Yale Appoints Leading Stem Cell Biologists Haifan Lin as Director of Stem Cell Program
One of the country’s leading stem cell biologists, Haifan Lin, has been appointed director of the Yale Stem Cell Program effective September 1, Yale School of Medicine Dean Robert Alpern announced this week.
Lin, currently a cell biology professor and co-director and co-founder of the Duke (University) Stem Cell Research Program, will oversee a group of a half-dozen scientists devoted to research into fundamental aspects of stem cell biology. Areas of research will include the properties and mechanisms of human embryonic stem cells, human adult stem cells, and stem cells in model organisms such as mouse, fruit fly and nematode. The program will bring together more than 30 additional faculty members across the medical school and university who are working on stem cell-related topics.
Lin’s research has greatly strengthened understanding of the molecular mechanisms that define the unique behavior of stem cells. His early contributions include identification of stem cells in the Drosophila ovary and establishment of these stem cells as an effective model for study. Using this model, Lin obtained direct evidence for the century-old hypothesis for “asymmetric division” of stem cells, which allows them both to self-renew and to produce differentiated daughter cells.
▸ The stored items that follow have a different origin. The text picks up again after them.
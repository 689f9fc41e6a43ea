use serde_json::Value;

const MASKED: &str = "***MASKED***";

/// Replace known secret fields in a serialized config JSON with `"***MASKED***"`.
///
/// Null or missing values are left as-is (they are not a leak). Webhook URLs
/// embed their own token, so they are masked too.
pub fn mask_config_secrets(value: &mut Value) {
    mask_path(value, &["prediction", "api_key"]);
    mask_path(value, &["solver", "api_key"]);
    mask_path(value, &["notifications", "catch_webhook"]);
    mask_path(value, &["notifications", "challenge_webhook"]);
    mask_array_elements(value, &["notifications", "mirror_webhooks"]);

    if let Some(accounts) = value.pointer_mut("/accounts").and_then(Value::as_array_mut) {
        for account in accounts.iter_mut() {
            mask_path(account, &["credential"]);
        }
    }
}

/// Walk a path into a JSON value and replace the leaf with MASKED,
/// but only if the leaf is a non-null string.
fn mask_path(value: &mut Value, segments: &[&str]) {
    let Some((leaf_key, parents)) = segments.split_last() else {
        return;
    };

    let mut current = value;
    for &seg in parents {
        match current.get_mut(seg) {
            Some(child) if child.is_object() => current = child,
            _ => return,
        }
    }

    if current.get(*leaf_key).is_some_and(Value::is_string) {
        current[*leaf_key] = Value::String(MASKED.to_string());
    }
}

/// Mask every string element in an array at the given path.
fn mask_array_elements(value: &mut Value, segments: &[&str]) {
    let mut current = value;
    for &seg in segments {
        match current.get_mut(seg) {
            Some(child) => current = child,
            None => return,
        }
    }

    if let Some(items) = current.as_array_mut() {
        for item in items.iter_mut().filter(|item| item.is_string()) {
            *item = Value::String(MASKED.to_string());
        }
    }
}

#[cfg(test)]
mod tests {
    use super::*;
    use serde_json::json;

    #[test]
    fn masks_keys_webhooks_and_credentials() {
        let mut value = json!({
            "prediction": { "api_key": "pk", "api_url": "https://predict.example" },
            "solver": { "api_key": "sk" },
            "notifications": {
                "catch_webhook": "https://hooks.example/1/token",
                "challenge_webhook": null,
                "mirror_webhooks": ["https://hooks.example/2/token"]
            },
            "accounts": [
                { "id": "main", "credential": "tok" },
                { "id": "alt" }
            ]
        });

        mask_config_secrets(&mut value);

        assert_eq!(value["prediction"]["api_key"], MASKED);
        assert_eq!(value["prediction"]["api_url"], "https://predict.example");
        assert_eq!(value["solver"]["api_key"], MASKED);
        assert_eq!(value["notifications"]["catch_webhook"], MASKED);
        assert!(value["notifications"]["challenge_webhook"].is_null());
        assert_eq!(value["notifications"]["mirror_webhooks"][0], MASKED);
        assert_eq!(value["accounts"][0]["credential"], MASKED);
        assert!(value["accounts"][1].get("credential").is_none());
    }

    #[test]
    fn missing_sections_are_ignored() {
        let mut value = json!({ "catching": { "min_delay_ms": 1000 } });
        mask_config_secrets(&mut value);
        assert_eq!(value, json!({ "catching": { "min_delay_ms": 1000 } }));
    }
}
He was also the first to identify and name “niche signaling cells” in the fly model and has been a key player in systematically demonstrating the longstanding “stem cell niche theory” on the essential role of microenvironment signaling in stem cells self-renewal. In the process, Lin discovered key genes involved in both niche signaling and intracellular regulation of stem cell division.
The Yale Stem Cell Program will grow over the next few years with the recruitment of four additional faculty members and an administrative and technical staff. Three initial core facilities are planned: a human embryonic stem cell culture core laboratory directed by Lin and Krause; a cell sorting core directed by Mark Shlomchik, M.D., professor of laboratory medicine and immunobiology, and a confocal microscopy core directed by Michael Nathanson, M.D., professor of medicine and cell biology.